A year ago, Mike Zimmer opened the season with a contract that gave the Vikings coach little to no security. Zimmer would work under an agreement that ran through the 2020 season, making it very easy for ownership to sever ties with him if the Vikings missed the playoffs for a second consecutive year.
That did not happen. In Kirk Cousins’ second season as the Vikings’ quarterback, the team went from a disappointing 8-7-1 finish in 2019 to a 10-6 record that earned Minnesota a wild card berth and included an upset victory in New Orleans before a one-sided loss at San Francisco.
What was interesting was that it still took several months of negotiations before the Vikings committed to Zimmer. That commitment turned out to be a substantial one. Zimmer signed a three-year extension this week that won’t kick in until after he’s coached under the season of his contract that already remained. Zimmer, who turned 64 on June 5, is now under contract until he turns 67.
“When we started talking about the negotiations, we felt like (it) was very important to me,” Zimmer said of getting a multiyear contract instead of another one-year extension. “Partly because of my age. If I go one more year and I’m 66 or something (when I leave) my chance of being a head coach somewhere else would probably not be as good. I wanted to be here with the Vikings, I wanted to be here with the group that we’ve put together. The front office, the coaches and the players. So that was important to me that we were able to do that and sometimes that takes a little bit of negotiation. … In the long run, I think it was the perfect scenario for us.”

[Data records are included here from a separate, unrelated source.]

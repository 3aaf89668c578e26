//! Scripted UI gestures for `facetsync replay`.
//!
//! ```json
//! { "steps": [
//!     { "at_ms": 0,   "command": { "type": "set_scalar", "field": "minPrice", "value": 10 } },
//!     { "at_ms": 100, "command": { "type": "set_scalar", "field": "maxPrice", "value": 5 } }
//! ] }
//! ```

use std::fs;
use std::path::Path;

use anyhow::{Context, Result};
use facet_state::PanelCommand;
use serde::{Deserialize, Serialize};

#[derive(Debug, Clone, PartialEq, Serialize, Deserialize)]
pub struct Step {
    /// Offset from the start of the replay.
    #[serde(default)]
    pub at_ms: u64,
    pub command: PanelCommand,
}

#[derive(Debug, Clone, Default, PartialEq, Serialize, Deserialize)]
pub struct Script {
    pub steps: Vec<Step>,
}

impl Script {
    /// Parse a script. Steps are ordered by `at_ms`; steps at the same
    /// offset keep their file order.
    pub fn parse(content: &str) -> Result<Self> {
        let mut script: Self = serde_json::from_str(content).context("parse replay script")?;
        script.steps.sort_by_key(|step| step.at_ms);
        Ok(script)
    }

    pub fn load(path: &Path) -> Result<Self> {
        let content = fs::read_to_string(path)
            .with_context(|| format!("read replay script {}", path.display()))?;
        Self::parse(&content).with_context(|| format!("in {}", path.display()))
    }

    pub fn duration_ms(&self) -> u64 {
        self.steps.last().map_or(0, |step| step.at_ms)
    }
}

#[cfg(test)]
mod tests {
    use super::*;

    #[test]
    fn steps_are_ordered_by_offset() {
        let script = Script::parse(
            r#"{"steps": [
                {"at_ms": 300, "command": {"type": "reset_filters"}},
                {"command": {"type": "clear_scalar", "field": "q"}},
                {"at_ms": 300, "command": {"type": "reset_selection", "field": "status"}}
            ]}"#,
        )
        .unwrap();
        let offsets: Vec<_> = script.steps.iter().map(|step| step.at_ms).collect();
        assert_eq!(offsets, [0, 300, 300]);
        assert_eq!(script.steps[1].command, PanelCommand::ResetFilters);
        assert_eq!(script.duration_ms(), 300);
    }

    #[test]
    fn unknown_command_is_an_error() {
        let error = Script::parse(r#"{"steps": [{"command": {"type": "explode"}}]}"#).unwrap_err();
        assert!(format!("{error:#}").contains("parse replay script"));
    }
}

Zimmer, who spoke to the media on a videoconference call Saturday afternoon, said negotiations were handled by his agent and Vikings chief operating officer Andrew Miller, who took over for Kevin Warren last August. But Zimmer also made it sound as if the brakes were put on negotiations this spring, in part because of the coronavirus pandemic that wiped out in-person OTAs and minicamps and will now impact training camp. That will include no NFL preseason games.
“We decided, let’s wait until after the draft and see how that goes from there,” Zimmer said of the talks. “Then time gets closer and closer. You get antsy and you want to get something done. (Ownership) did, too, they wanted to get something done and we had some hard negotiations there and some of the parts of the contract that took a little bit longer than we anticipated. But there really wasn’t any time I didn’t feel like it was going to get done. I always felt like this was going to get done, and it just took a little bit longer based on some of the outside things that happened.”
Zimmer has taken the Vikings to the playoffs three times in six seasons, including to the 2017 NFC championship game. With little time to prepare for this season, Zimmer will be leading a team that has lost five defensive starters, nine players from the defensive side of the ball total and will have 15 draft picks coming into training camp. Rookies and quarterbacks reported to camp on Thursday and the rest of the team is due to report on Tuesday.
The feeling is that Zimmer might have wanted more time on his contract because the 2020 season could be, in part, a rebuilding one for the Vikings. If he had only been given a one-year extension through 2021, it would have been easy to fire him if this season was a disappointment. Zimmer, not surprisingly, isn’t buying into thinking he has the luxury of time.
“I’m not very patient, so I don’t know if I’m going to worry about that too much,” he said. “We’re going to try and get these guys ready to go very, very fast. Patience probably isn’t my best virtue.”
Vikings general manager Rick Spielman, who likely also will be getting a contract extension that matches Zimmer’s, if he hasn’t already, said: “There’s no question from our ownership on down that he is the right head coach for this organization to get us to our ultimate goal and that ultimate goal is winning the Super Bowl.”
As for how long he would like to coach, Zimmer said he is just focused on the now.
“I don’t want to make any decisions like that,” he said. “I feel great. I love being around the players, I love going out on the field, I love game planning and doing all the things that you’ve got to do to get ready for the season. I think that when it gets to that time we’ll all make a decision. Either I’m coaching really good or I’m coaching really bad, and then we’ll decide how I’m feeling and go from there. This is a great opportunity that we have to continue to keep taking swings at what we need to swing at.”